Take that last question… do each of us, individually, decide what is true? We all have different opinions on what is right (or true) in some things, such as what flavor of ice cream is the best… and we all know that what’s true for me might be false for you (if my favorite is vanilla, and yours is chocolate, etc.).
On the other hand:
Is truth real outside of individual people’s heads (is there objective truth)? Can some things in the universe be absolutely true, no matter who considers them?
…Or maybe the only ‘truth’ that we know for sure is that we exist (Descartes’s famous conclusion that ‘I think… therefore I am’). Everything else outside of that undeniable fact could be an illusion… so do we know that anything else is ‘true’?
PS. Here are a few more (complex) theories on truth to help you consider this question.
18. What is beauty?
Beauty is in the eye of the beholder.
…Or in other words, beauty is subjective. This means that each person defines what is beautiful to him or her, and things can be beautiful or not depending on who you ask.

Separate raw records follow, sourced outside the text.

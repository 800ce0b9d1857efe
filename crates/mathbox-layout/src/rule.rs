//! Solid horizontal rule, used for fraction bars and similar lines.

use mathbox_types::error::{check_length, check_offset};
use mathbox_types::{Color, Rect, Result};

use crate::environment::TexEnvironment;
use crate::geometry_group::GeometryGroup;
use crate::renderer::ElementRenderer;
use crate::tex_box::Metrics;

/// Color used when a rule has no foreground.
pub const FALLBACK_COLOR: Color = Color::BLACK;

/// A filled rectangle sitting on the baseline.
///
/// The rule has `height = thickness` and no depth: its bottom edge is the
/// baseline and it extends upward.
#[derive(Debug, Clone, PartialEq)]
pub struct HorizontalRule {
    metrics: Metrics,
    foreground: Option<Color>,
    background: Option<Color>,
}

impl HorizontalRule {
    /// Build a rule, snapshotting colors from `env`.
    ///
    /// `thickness` and `width` must be finite and non-negative; `shift` must
    /// be finite.
    pub fn new(env: &TexEnvironment, thickness: f64, width: f64, shift: f64) -> Result<Self> {
        Ok(Self {
            metrics: Metrics {
                width: check_length("rule width", width)?,
                height: check_length("rule thickness", thickness)?,
                depth: 0.0,
                shift: check_offset("rule shift", shift)?,
            },
            foreground: env.foreground(),
            background: env.background(),
        })
    }

    pub fn metrics(&self) -> Metrics {
        self.metrics
    }

    pub fn thickness(&self) -> f64 {
        self.metrics.height
    }

    pub fn foreground(&self) -> Option<Color> {
        self.foreground
    }

    pub fn background(&self) -> Option<Color> {
        self.background
    }

    /// The rule's rectangle in unscaled coordinates for reference point `(x, y)`.
    pub fn rect_at(&self, x: f64, y: f64) -> Rect {
        Rect::new(
            x,
            y - self.metrics.height,
            self.metrics.width,
            self.metrics.height,
        )
    }

    pub fn render_geometry(&self, group: &mut GeometryGroup, scale: f64, x: f64, y: f64) {
        group.push_rect(self.rect_at(x, y).scaled(scale));
    }

    pub fn render_to<R: ElementRenderer + ?Sized>(
        &self,
        renderer: &mut R,
        x: f64,
        y: f64,
    ) -> Result<()> {
        let color = self.foreground.unwrap_or(FALLBACK_COLOR);
        renderer.render_rectangle(self.rect_at(x, y), color)
    }
}

#[cfg(test)]
mod tests {
    use super::*;
    use crate::renderer::{DrawCommand, DrawList};
    use mathbox_types::MathboxError;

    fn env() -> TexEnvironment {
        TexEnvironment::new(Some(Color::rgb(200, 0, 0)), Some(Color::WHITE))
    }

    #[test]
    fn metrics_follow_constructor() {
        let r = HorizontalRule::new(&env(), 0.5, 12.0, -1.0).unwrap();
        let m = r.metrics();
        assert_eq!(m.width, 12.0);
        assert_eq!(m.height, 0.5);
        assert_eq!(m.depth, 0.0);
        assert_eq!(m.shift, -1.0);
        assert_eq!(r.thickness(), 0.5);
    }

    #[test]
    fn colors_are_snapshotted() {
        let mut e = env();
        let r = HorizontalRule::new(&e, 1.0, 1.0, 0.0).unwrap();
        e = TexEnvironment::default();
        assert_eq!(e.foreground(), None);
        assert_eq!(r.foreground(), Some(Color::rgb(200, 0, 0)));
        assert_eq!(r.background(), Some(Color::WHITE));
    }

    #[test]
    fn negative_thickness_is_rejected() {
        let err = HorizontalRule::new(&env(), -1.0, 10.0, 0.0).unwrap_err();
        assert!(matches!(
            err,
            MathboxError::InvalidDimension {
                what: "rule thickness",
                ..
            }
        ));
    }

    #[test]
    fn negative_width_is_rejected() {
        assert!(HorizontalRule::new(&env(), 1.0, -10.0, 0.0).is_err());
    }

    #[test]
    fn non_finite_shift_is_rejected() {
        assert!(HorizontalRule::new(&env(), 1.0, 10.0, f64::NAN).is_err());
    }

    #[test]
    fn geometry_sits_on_baseline() {
        let r = HorizontalRule::new(&env(), 2.0, 10.0, 0.0).unwrap();
        let mut group = GeometryGroup::new();
        r.render_geometry(&mut group, 1.0, 3.0, 7.0);
        assert_eq!(group.flatten(), vec![Rect::new(3.0, 5.0, 10.0, 2.0)]);
    }

    #[test]
    fn geometry_is_scaled() {
        let r = HorizontalRule::new(&env(), 2.0, 10.0, 0.0).unwrap();
        let mut group = GeometryGroup::new();
        r.render_geometry(&mut group, 3.0, 1.0, 4.0);
        // [x*s, (y-h)*s] to [(x+w)*s, y*s]
        assert_eq!(group.flatten(), vec![Rect::new(3.0, 6.0, 30.0, 6.0)]);
    }

    #[test]
    fn render_to_fills_with_foreground() {
        let r = HorizontalRule::new(&env(), 2.0, 10.0, 0.0).unwrap();
        let mut list = DrawList::new();
        r.render_to(&mut list, 3.0, 7.0).unwrap();
        assert_eq!(
            list.commands(),
            &[DrawCommand::FillRect {
                rect: Rect::new(3.0, 5.0, 10.0, 2.0),
                color: Color::rgb(200, 0, 0),
            }]
        );
    }

    #[test]
    fn render_to_falls_back_to_black() {
        let r = HorizontalRule::new(&TexEnvironment::default(), 1.0, 1.0, 0.0).unwrap();
        let mut list = DrawList::new();
        r.render_to(&mut list, 0.0, 0.0).unwrap();
        assert_eq!(list.flatten()[0].1, FALLBACK_COLOR);
    }

    #[test]
    fn zero_sized_rule_is_valid() {
        let r = HorizontalRule::new(&env(), 0.0, 0.0, 0.0).unwrap();
        let mut group = GeometryGroup::new();
        r.render_geometry(&mut group, 1.0, 0.0, 0.0);
        assert_eq!(group.rect_count(), 1);
    }
}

The evidence for this is that people commonly disagree about whether a person, place or thing is beautiful. Right?
On the other hand, beauty could be objective, meaning that whoever’s looking at it (if anyone is), it’s still beautiful no matter what. There’s actually some evidence to support this beauty is objective theory:
This test explains how math can make faces more beautiful (in the form of the Golden Ratio), and shows how ‘beautiful’ faces through history follow the same mathematical organization. That would make beauty universal and timeless.
…So what do you believe:
Is beauty subjective (in the eye of the beholder) or objective (universal and timeless)?
Or is beauty something else entirely, like a measure of usefulness (Aristotle thought this… that a poorly-made golden shield is less beautiful than a perfectly-made toilet), source or just familiarity (like this survey, which shows people perceive familiar-sounding foreign languages as more beautiful than strange ones).

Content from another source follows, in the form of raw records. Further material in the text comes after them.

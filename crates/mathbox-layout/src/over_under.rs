//! Base box with a delimiter and optional script stacked over or under it.
//!
//! The delimiter is measured horizontally (e.g. a brace glyph) and drawn
//! rotated by a quarter turn, so its *width* becomes the vertical room it
//! takes between the base and the script.

use mathbox_types::error::check_length;
use mathbox_types::{Point, Result, Transform};

use crate::geometry_group::GeometryGroup;
use crate::renderer::ElementRenderer;
use crate::tex_box::{Metrics, TexBox};

/// Rotation applied to the delimiter in both orientations.
pub const DELIMITER_ROTATION_DEGREES: f64 = 90.0;

/// Base, delimiter and optional script drawn as one unit.
#[derive(Debug, Clone, PartialEq)]
pub struct OverUnderBox {
    metrics: Metrics,
    base: Box<TexBox>,
    delimiter: Box<TexBox>,
    script: Option<Box<TexBox>>,
    kern: f64,
    over: bool,
}

/// Where the parts of an [`OverUnderBox`] land for a given reference point.
///
/// Shared by both render paths so they cannot drift apart.
#[derive(Debug, Clone, Copy, PartialEq)]
struct Placement {
    /// Translation applied before the delimiter's rotation.
    delimiter_translation: Point,
    /// Reference point of the delimiter inside the rotated space.
    delimiter_origin: Point,
    /// Baseline of the script, when there is one.
    script_y: Option<f64>,
}

impl OverUnderBox {
    /// Stack `delimiter` (and `script`, if any) over the base when `over`
    /// is true, under it otherwise. `kern` separates delimiter and script.
    pub fn new(
        base: TexBox,
        delimiter: TexBox,
        script: Option<TexBox>,
        kern: f64,
        over: bool,
    ) -> Result<Self> {
        let kern = check_length("over/under kern", kern)?;
        let script_extent = script.as_ref().map_or(0.0, |s| s.total_height() + kern);
        let stack = delimiter.width() + script_extent;

        let base_metrics = base.metrics();
        let metrics = if over {
            Metrics {
                width: base_metrics.width,
                height: base_metrics.height + stack,
                depth: base_metrics.depth,
                shift: 0.0,
            }
        } else {
            Metrics {
                width: base_metrics.width,
                height: base_metrics.height,
                depth: base_metrics.depth + stack,
                shift: 0.0,
            }
        };
        log::debug!(
            "over/under box: over={over} script={} width={} height={} depth={}",
            script.is_some(),
            metrics.width,
            metrics.height,
            metrics.depth
        );

        Ok(Self {
            metrics,
            base: Box::new(base),
            delimiter: Box::new(delimiter),
            script: script.map(Box::new),
            kern,
            over,
        })
    }

    pub fn metrics(&self) -> Metrics {
        self.metrics
    }

    pub fn base(&self) -> &TexBox {
        &self.base
    }

    pub fn delimiter(&self) -> &TexBox {
        &self.delimiter
    }

    pub fn script(&self) -> Option<&TexBox> {
        self.script.as_deref()
    }

    pub fn kern(&self) -> f64 {
        self.kern
    }

    /// True when delimiter and script sit above the base.
    pub fn is_over(&self) -> bool {
        self.over
    }

    fn placement(&self, x: f64, y: f64) -> Placement {
        let dw = self.delimiter.width();
        let half = dw / 2.0;

        // Vertical midpoint reference for the rotated delimiter.
        let (center_y, translation_y) = if self.over {
            let center_y = y - self.base.height() - dw;
            (center_y, center_y + half)
        } else {
            let center_y = y + self.base.depth() + dw;
            (center_y, center_y - half)
        };

        let script_y = self.script.as_ref().map(|script| {
            if self.over {
                center_y - self.kern - script.depth()
            } else {
                center_y + self.kern + script.height()
            }
        });

        Placement {
            delimiter_translation: Point::new(x + half, translation_y),
            delimiter_origin: Point::new(-half, -self.delimiter.depth() + half),
            script_y,
        }
    }

    fn delimiter_transforms(translation: Point) -> Vec<Transform> {
        vec![
            Transform::Translate {
                x: translation.x,
                y: translation.y,
            },
            Transform::Rotate {
                degrees: DELIMITER_ROTATION_DEGREES,
            },
        ]
    }

    pub fn render_geometry(&self, group: &mut GeometryGroup, scale: f64, x: f64, y: f64) {
        log::trace!("render over/under geometry at ({x}, {y}) over={}", self.over);
        self.base.render_geometry(group, scale, x, y);

        let p = self.placement(x, y);
        let translation = Point::new(
            p.delimiter_translation.x * scale,
            p.delimiter_translation.y * scale,
        );
        let mut delimiter_group =
            GeometryGroup::with_transforms(Self::delimiter_transforms(translation));
        self.delimiter.render_geometry(
            &mut delimiter_group,
            scale,
            p.delimiter_origin.x,
            p.delimiter_origin.y,
        );
        group.push_group(delimiter_group);

        if let (Some(script), Some(script_y)) = (&self.script, p.script_y) {
            script.render_geometry(group, scale, x, script_y);
        }
    }

    pub fn render_to<R: ElementRenderer + ?Sized>(
        &self,
        renderer: &mut R,
        x: f64,
        y: f64,
    ) -> Result<()> {
        log::trace!("render over/under at ({x}, {y}) over={}", self.over);
        renderer.render_element(&self.base, x, y)?;

        let p = self.placement(x, y);
        renderer.render_transformed(
            &self.delimiter,
            &Self::delimiter_transforms(p.delimiter_translation),
            p.delimiter_origin.x,
            p.delimiter_origin.y,
        )?;

        if let (Some(script), Some(script_y)) = (&self.script, p.script_y) {
            renderer.render_element(script, x, script_y)?;
        }
        Ok(())
    }
}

With all those theories… subjectivity, objectivity, usefulness, familiarity… what is beauty?
19. Why Do We Create Art?
This is a great, and surprisingly thought provoking question:
Art in any form (paintings, sculptures, theater, music, construction) is something that almost all humans enjoy.
…But even though art has existed for thousands of years, our ancestors certainly weren’t artists to survive… they were hunters, gatherers, fishers, etc.
So… since art doesn’t help anyone who’s not a professional artist to survive, why do we create it?
Humans actually go a step further than just creating art… we’ve applied artistic principles to things like sex, cooking, and movement. Things that are only supposed to keep our species alive have now become ‘art forms’ (for example, instead of eating whatever we can find, we spend a ton of effort to create a delicious, beautiful meal).
So, we definitely have a desire to enjoy and create art, but why? Aristotle thought that happiness was the purpose of life, and that art (both enjoying and creating it) was an attempt to reach that goal. source
…And that suggests that enjoying beauty (in nature or in art) are innate desires of humans. We all desire happiness, and beauty and art make us happy. source
But… why are we the only creatures on the earth that create art, and not just merely survive? Why does the source of our happiness lie in our creation, and not just in the world that already exists (outside our creation)?
These 19 thought provoking, philosophical questions aren’t completely answered here (they were chosen because they’re questions to make you think), to give you the room to think or write about what you think about each one.
…And by thinking deeply about each one, you can continue the ancient tradition of trying to understand humanity, immortality, and our universe.